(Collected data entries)

-- Opening Marker --

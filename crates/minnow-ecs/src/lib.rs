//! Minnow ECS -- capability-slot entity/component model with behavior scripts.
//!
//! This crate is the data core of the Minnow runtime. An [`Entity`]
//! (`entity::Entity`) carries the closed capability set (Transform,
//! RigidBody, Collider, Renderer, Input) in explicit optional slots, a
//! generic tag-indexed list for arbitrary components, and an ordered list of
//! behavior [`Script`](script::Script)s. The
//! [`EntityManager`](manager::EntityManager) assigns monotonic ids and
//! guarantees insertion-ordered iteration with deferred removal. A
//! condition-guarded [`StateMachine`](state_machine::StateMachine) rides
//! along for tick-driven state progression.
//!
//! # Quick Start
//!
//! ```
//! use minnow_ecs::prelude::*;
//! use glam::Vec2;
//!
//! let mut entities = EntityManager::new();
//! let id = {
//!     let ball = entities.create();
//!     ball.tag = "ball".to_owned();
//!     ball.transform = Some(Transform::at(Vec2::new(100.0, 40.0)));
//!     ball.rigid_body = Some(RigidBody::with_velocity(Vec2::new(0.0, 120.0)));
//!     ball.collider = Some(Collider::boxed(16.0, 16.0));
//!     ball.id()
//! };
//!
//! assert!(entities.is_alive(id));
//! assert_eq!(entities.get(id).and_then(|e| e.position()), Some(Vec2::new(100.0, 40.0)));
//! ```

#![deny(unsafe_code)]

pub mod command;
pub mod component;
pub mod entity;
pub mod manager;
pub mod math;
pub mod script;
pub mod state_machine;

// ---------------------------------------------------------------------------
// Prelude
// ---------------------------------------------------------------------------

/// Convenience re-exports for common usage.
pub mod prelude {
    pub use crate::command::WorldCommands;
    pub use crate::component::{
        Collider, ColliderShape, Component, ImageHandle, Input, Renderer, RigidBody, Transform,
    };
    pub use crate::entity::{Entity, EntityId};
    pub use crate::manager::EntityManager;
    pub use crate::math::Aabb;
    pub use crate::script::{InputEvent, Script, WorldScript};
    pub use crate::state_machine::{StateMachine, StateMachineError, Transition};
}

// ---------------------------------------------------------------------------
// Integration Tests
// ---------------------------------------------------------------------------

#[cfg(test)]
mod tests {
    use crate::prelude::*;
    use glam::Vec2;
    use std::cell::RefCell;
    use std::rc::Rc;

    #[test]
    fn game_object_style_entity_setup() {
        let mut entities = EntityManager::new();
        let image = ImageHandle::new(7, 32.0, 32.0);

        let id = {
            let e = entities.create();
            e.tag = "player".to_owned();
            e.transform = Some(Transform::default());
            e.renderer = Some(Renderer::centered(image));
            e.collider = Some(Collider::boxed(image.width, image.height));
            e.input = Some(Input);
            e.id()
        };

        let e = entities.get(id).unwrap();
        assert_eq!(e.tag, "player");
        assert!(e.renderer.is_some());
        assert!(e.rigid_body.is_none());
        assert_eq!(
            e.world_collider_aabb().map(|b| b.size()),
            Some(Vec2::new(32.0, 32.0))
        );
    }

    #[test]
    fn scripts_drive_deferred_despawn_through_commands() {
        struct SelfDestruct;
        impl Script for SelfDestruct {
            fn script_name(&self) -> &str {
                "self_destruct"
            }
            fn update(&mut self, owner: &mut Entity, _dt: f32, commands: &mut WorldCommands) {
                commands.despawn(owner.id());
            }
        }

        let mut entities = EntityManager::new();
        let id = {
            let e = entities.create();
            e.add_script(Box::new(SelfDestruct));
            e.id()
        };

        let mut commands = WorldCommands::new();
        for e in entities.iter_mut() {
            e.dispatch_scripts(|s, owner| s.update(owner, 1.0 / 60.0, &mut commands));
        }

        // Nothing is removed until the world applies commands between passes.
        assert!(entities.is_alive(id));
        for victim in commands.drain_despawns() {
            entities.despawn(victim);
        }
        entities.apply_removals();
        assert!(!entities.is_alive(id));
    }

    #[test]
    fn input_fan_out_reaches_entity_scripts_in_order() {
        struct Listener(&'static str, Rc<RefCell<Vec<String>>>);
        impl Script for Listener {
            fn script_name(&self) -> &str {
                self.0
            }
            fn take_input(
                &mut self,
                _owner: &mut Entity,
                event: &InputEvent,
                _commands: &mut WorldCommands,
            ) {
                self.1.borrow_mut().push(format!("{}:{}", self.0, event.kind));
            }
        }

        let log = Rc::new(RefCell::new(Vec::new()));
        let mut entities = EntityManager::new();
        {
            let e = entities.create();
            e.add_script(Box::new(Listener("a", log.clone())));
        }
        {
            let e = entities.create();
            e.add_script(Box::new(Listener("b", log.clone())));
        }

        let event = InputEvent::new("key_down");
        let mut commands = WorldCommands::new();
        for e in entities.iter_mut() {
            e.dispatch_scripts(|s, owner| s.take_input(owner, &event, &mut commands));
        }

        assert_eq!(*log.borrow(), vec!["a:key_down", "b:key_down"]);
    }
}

-- Closing Marker --

Work to be completed: The records above are to be copied out exactly, line for line.

Exercise solution:
filename crates/minnow-ecs/src/lib.rs
//! Minnow ECS -- capability-slot entity/component model with behavior scripts.
//!
//! This crate is the data core of the Minnow runtime. An [`Entity`]
//! (`entity::Entity`) carries the closed capability set (Transform,
//! RigidBody, Collider, Renderer, Input) in explicit optional slots, a
//! generic tag-indexed list for arbitrary components, and an ordered list of
//! behavior [`Script`](script::Script)s. The
//! [`EntityManager`](manager::EntityManager) assigns monotonic ids and
//! guarantees insertion-ordered iteration with deferred removal. A
//! condition-guarded [`StateMachine`](state_machine::StateMachine) rides
//! along for tick-driven state progression.
//!
//! # Quick Start
//!
//! ```
//! use minnow_ecs::prelude::*;
//! use glam::Vec2;
//!
//! let mut entities = EntityManager::new();
//! let id = {
//!     let ball = entities.create();
//!     ball.tag = "ball".to_owned();
//!     ball.transform = Some(Transform::at(Vec2::new(100.0, 40.0)));
//!     ball.rigid_body = Some(RigidBody::with_velocity(Vec2::new(0.0, 120.0)));
//!     ball.collider = Some(Collider::boxed(16.0, 16.0));
//!     ball.id()
//! };
//!
//! assert!(entities.is_alive(id));
//! assert_eq!(entities.get(id).and_then(|e| e.position()), Some(Vec2::new(100.0, 40.0)));
//! ```

#![deny(unsafe_code)]

pub mod command;
pub mod component;
pub mod entity;
pub mod manager;
pub mod math;
pub mod script;
pub mod state_machine;

// ---------------------------------------------------------------------------
// Prelude
// ---------------------------------------------------------------------------

/// Convenience re-exports for common usage.
pub mod prelude {
    pub use crate::command::WorldCommands;
    pub use crate::component::{
        Collider, ColliderShape, Component, ImageHandle, Input, Renderer, RigidBody, Transform,
    };
    pub use crate::entity::{Entity, EntityId};
    pub use crate::manager::EntityManager;
    pub use crate::math::Aabb;
    pub use crate::script::{InputEvent, Script, WorldScript};
    pub use crate::state_machine::{StateMachine, StateMachineError, Transition};
}

// ---------------------------------------------------------------------------
// Integration Tests
// ---------------------------------------------------------------------------

#[cfg(test)]
mod tests {
    use crate::prelude::*;
    use glam::Vec2;
    use std::cell::RefCell;
    use std::rc::Rc;

    #[test]
    fn game_object_style_entity_setup() {
        let mut entities = EntityManager::new();
        let image = ImageHandle::new(7, 32.0, 32.0);

        let id = {
            let e = entities.create();
            e.tag = "player".to_owned();
            e.transform = Some(Transform::default());
            e.renderer = Some(Renderer::centered(image));
            e.collider = Some(Collider::boxed(image.width, image.height));
            e.input = Some(Input);
            e.id()
        };

        let e = entities.get(id).unwrap();
        assert_eq!(e.tag, "player");
        assert!(e.renderer.is_some());
        assert!(e.rigid_body.is_none());
        assert_eq!(
            e.world_collider_aabb().map(|b| b.size()),
            Some(Vec2::new(32.0, 32.0))
        );
    }

    #[test]
    fn scripts_drive_deferred_despawn_through_commands() {
        struct SelfDestruct;
        impl Script for SelfDestruct {
            fn script_name(&self) -> &str {
                "self_destruct"
            }
            fn update(&mut self, owner: &mut Entity, _dt: f32, commands: &mut WorldCommands) {
                commands.despawn(owner.id());
            }
        }

        let mut entities = EntityManager::new();
        let id = {
            let e = entities.create();
            e.add_script(Box::new(SelfDestruct));
            e.id()
        };

        let mut commands = WorldCommands::new();
        for e in entities.iter_mut() {
            e.dispatch_scripts(|s, owner| s.update(owner, 1.0 / 60.0, &mut commands));
        }

        // Nothing is removed until the world applies commands between passes.
        assert!(entities.is_alive(id));
        for victim in commands.drain_despawns() {
            entities.despawn(victim);
        }
        entities.apply_removals();
        assert!(!entities.is_alive(id));
    }

    #[test]
    fn input_fan_out_reaches_entity_scripts_in_order() {
        struct Listener(&'static str, Rc<RefCell<Vec<String>>>);
        impl Script for Listener {
            fn script_name(&self) -> &str {
                self.0
            }
            fn take_input(
                &mut self,
                _owner: &mut Entity,
                event: &InputEvent,
                _commands: &mut WorldCommands,
            ) {
                self.1.borrow_mut().push(format!("{}:{}", self.0, event.kind));
            }
        }

        let log = Rc::new(RefCell::new(Vec::new()));
        let mut entities = EntityManager::new();
        {
            let e = entities.create();
            e.add_script(Box::new(Listener("a", log.clone())));
        }
        {
            let e = entities.create();
            e.add_script(Box::new(Listener("b", log.clone())));
        }

        let event = InputEvent::new("key_down");
        let mut commands = WorldCommands::new();
        for e in entities.iter_mut() {
            e.dispatch_scripts(|s, owner| s.take_input(owner, &event, &mut commands));
        }

        assert_eq!(*log.borrow(), vec!["a:key_down", "b:key_down"]);
    }
}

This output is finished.